Problem statement.
Would you transcribe all of the entries that follow, word for word?

>>>

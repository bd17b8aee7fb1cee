//! Document kinds and job identities.
//!
//! Every job is identified by a [`JobKey`]: the kind of document it handles and
//! whether it indexes (`Processing`) or reconciles (`Cleanup`).

use std::fmt;

use clap::ValueEnum;
use serde::{Deserialize, Serialize};

/// The closed set of document kinds handled by the indexer.
#[derive(
    Debug, Clone, Copy, PartialEq, Eq, Hash, PartialOrd, Ord, Serialize, Deserialize, ValueEnum,
)]
#[serde(rename_all = "lowercase")]
pub enum DocumentKind {
    Word,
    Excel,
    #[value(name = "powerpoint")]
    PowerPoint,
    Pdf,
    Msg,
    Eml,
}

impl DocumentKind {
    /// All kinds, in registry order.
    pub const ALL: [Self; 6] = [
        Self::Word,
        Self::Excel,
        Self::PowerPoint,
        Self::Pdf,
        Self::Msg,
        Self::Eml,
    ];

    /// Stable lowercase name used in file names, index names and logs.
    #[must_use]
    pub const fn as_str(self) -> &'static str {
        match self {
            Self::Word => "word",
            Self::Excel => "excel",
            Self::PowerPoint => "powerpoint",
            Self::Pdf => "pdf",
            Self::Msg => "msg",
            Self::Eml => "eml",
        }
    }

    /// Default file extension scanned for this kind (without the dot).
    #[must_use]
    pub const fn default_extension(self) -> &'static str {
        match self {
            Self::Word => "docx",
            Self::Excel => "xlsx",
            Self::PowerPoint => "pptx",
            Self::Pdf => "pdf",
            Self::Msg => "msg",
            Self::Eml => "eml",
        }
    }

    /// Position of this kind in [`Self::ALL`].
    #[must_use]
    pub const fn index(self) -> usize {
        self as usize
    }
}

impl fmt::Display for DocumentKind {
    fn fmt(&self, f: &mut fmt::Formatter<'_>) -> fmt::Result {
        f.write_str(self.as_str())
    }
}

/// What a job does with its document kind.
#[derive(Debug, Clone, Copy, PartialEq, Eq, Hash, Serialize)]
#[serde(rename_all = "lowercase")]
pub enum JobRole {
    /// Scan, decode, filter and index documents.
    Processing,
    /// Remove index entries for files that disappeared.
    Cleanup,
}

impl JobRole {
    /// Stable lowercase name.
    #[must_use]
    pub const fn as_str(self) -> &'static str {
        match self {
            Self::Processing => "processing",
            Self::Cleanup => "cleanup",
        }
    }

    /// The role that must not run concurrently with this one.
    #[must_use]
    pub const fn opposing(self) -> Self {
        match self {
            Self::Processing => Self::Cleanup,
            Self::Cleanup => Self::Processing,
        }
    }

    const fn index(self) -> usize {
        self as usize
    }
}

impl fmt::Display for JobRole {
    fn fmt(&self, f: &mut fmt::Formatter<'_>) -> fmt::Result {
        f.write_str(self.as_str())
    }
}

/// Identity of a job: one document kind, one role.
#[derive(Debug, Clone, Copy, PartialEq, Eq, Hash, Serialize)]
pub struct JobKey {
    pub kind: DocumentKind,
    pub role: JobRole,
}

impl JobKey {
    /// Number of distinct keys.
    pub const COUNT: usize = DocumentKind::ALL.len() * 2;

    #[must_use]
    pub const fn processing(kind: DocumentKind) -> Self {
        Self {
            kind,
            role: JobRole::Processing,
        }
    }

    #[must_use]
    pub const fn cleanup(kind: DocumentKind) -> Self {
        Self {
            kind,
            role: JobRole::Cleanup,
        }
    }

    /// The paired job for the same document kind.
    #[must_use]
    pub const fn opposing(self) -> Self {
        Self {
            kind: self.kind,
            role: self.role.opposing(),
        }
    }

    /// Dense slot used by array-backed registries.
    #[must_use]
    pub const fn slot(self) -> usize {
        self.kind.index() * 2 + self.role.index()
    }
}

impl fmt::Display for JobKey {
    fn fmt(&self, f: &mut fmt::Formatter<'_>) -> fmt::Result {
        write!(f, "{}-{}", self.kind, self.role)
    }
}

<<<

Response.
repository bd17b8aee7fb1cee
//! Document kinds and job identities.
//!
//! Every job is identified by a [`JobKey`]: the kind of document it handles and
//! whether it indexes (`Processing`) or reconciles (`Cleanup`).

use std::fmt;

use clap::ValueEnum;
use serde::{Deserialize, Serialize};

/// The closed set of document kinds handled by the indexer.
#[derive(
    Debug, Clone, Copy, PartialEq, Eq, Hash, PartialOrd, Ord, Serialize, Deserialize, ValueEnum,
)]
#[serde(rename_all = "lowercase")]
pub enum DocumentKind {
    Word,
    Excel,
    #[value(name = "powerpoint")]
    PowerPoint,
    Pdf,
    Msg,
    Eml,
}

impl DocumentKind {
    /// All kinds, in registry order.
    pub const ALL: [Self; 6] = [
        Self::Word,
        Self::Excel,
        Self::PowerPoint,
        Self::Pdf,
        Self::Msg,
        Self::Eml,
    ];

    /// Stable lowercase name used in file names, index names and logs.
    #[must_use]
    pub const fn as_str(self) -> &'static str {
        match self {
            Self::Word => "word",
            Self::Excel => "excel",
            Self::PowerPoint => "powerpoint",
            Self::Pdf => "pdf",
            Self::Msg => "msg",
            Self::Eml => "eml",
        }
    }

    /// Default file extension scanned for this kind (without the dot).
    #[must_use]
    pub const fn default_extension(self) -> &'static str {
        match self {
            Self::Word => "docx",
            Self::Excel => "xlsx",
            Self::PowerPoint => "pptx",
            Self::Pdf => "pdf",
            Self::Msg => "msg",
            Self::Eml => "eml",
        }
    }

    /// Position of this kind in [`Self::ALL`].
    #[must_use]
    pub const fn index(self) -> usize {
        self as usize
    }
}

impl fmt::Display for DocumentKind {
    fn fmt(&self, f: &mut fmt::Formatter<'_>) -> fmt::Result {
        f.write_str(self.as_str())
    }
}

/// What a job does with its document kind.
#[derive(Debug, Clone, Copy, PartialEq, Eq, Hash, Serialize)]
#[serde(rename_all = "lowercase")]
pub enum JobRole {
    /// Scan, decode, filter and index documents.
    Processing,
    /// Remove index entries for files that disappeared.
    Cleanup,
}

impl JobRole {
    /// Stable lowercase name.
    #[must_use]
    pub const fn as_str(self) -> &'static str {
        match self {
            Self::Processing => "processing",
            Self::Cleanup => "cleanup",
        }
    }

    /// The role that must not run concurrently with this one.
    #[must_use]
    pub const fn opposing(self) -> Self {
        match self {
            Self::Processing => Self::Cleanup,
            Self::Cleanup => Self::Processing,
        }
    }

    const fn index(self) -> usize {
        self as usize
    }
}

impl fmt::Display for JobRole {
    fn fmt(&self, f: &mut fmt::Formatter<'_>) -> fmt::Result {
        f.write_str(self.as_str())
    }
}

/// Identity of a job: one document kind, one role.
#[derive(Debug, Clone, Copy, PartialEq, Eq, Hash, Serialize)]
pub struct JobKey {
    pub kind: DocumentKind,
    pub role: JobRole,
}

impl JobKey {
    /// Number of distinct keys.
    pub const COUNT: usize = DocumentKind::ALL.len() * 2;

    #[must_use]
    pub const fn processing(kind: DocumentKind) -> Self {
        Self {
            kind,
            role: JobRole::Processing,
        }
    }

    #[must_use]
    pub const fn cleanup(kind: DocumentKind) -> Self {
        Self {
            kind,
            role: JobRole::Cleanup,
        }
    }

    /// The paired job for the same document kind.
    #[must_use]
    pub const fn opposing(self) -> Self {
        Self {
            kind: self.kind,
            role: self.role.opposing(),
        }
    }

    /// Dense slot used by array-backed registries.
    #[must_use]
    pub const fn slot(self) -> usize {
        self.kind.index() * 2 + self.role.index()
    }
}

impl fmt::Display for JobKey {
    fn fmt(&self, f: &mut fmt::Formatter<'_>) -> fmt::Result {
        write!(f, "{}-{}", self.kind, self.role)
    }
}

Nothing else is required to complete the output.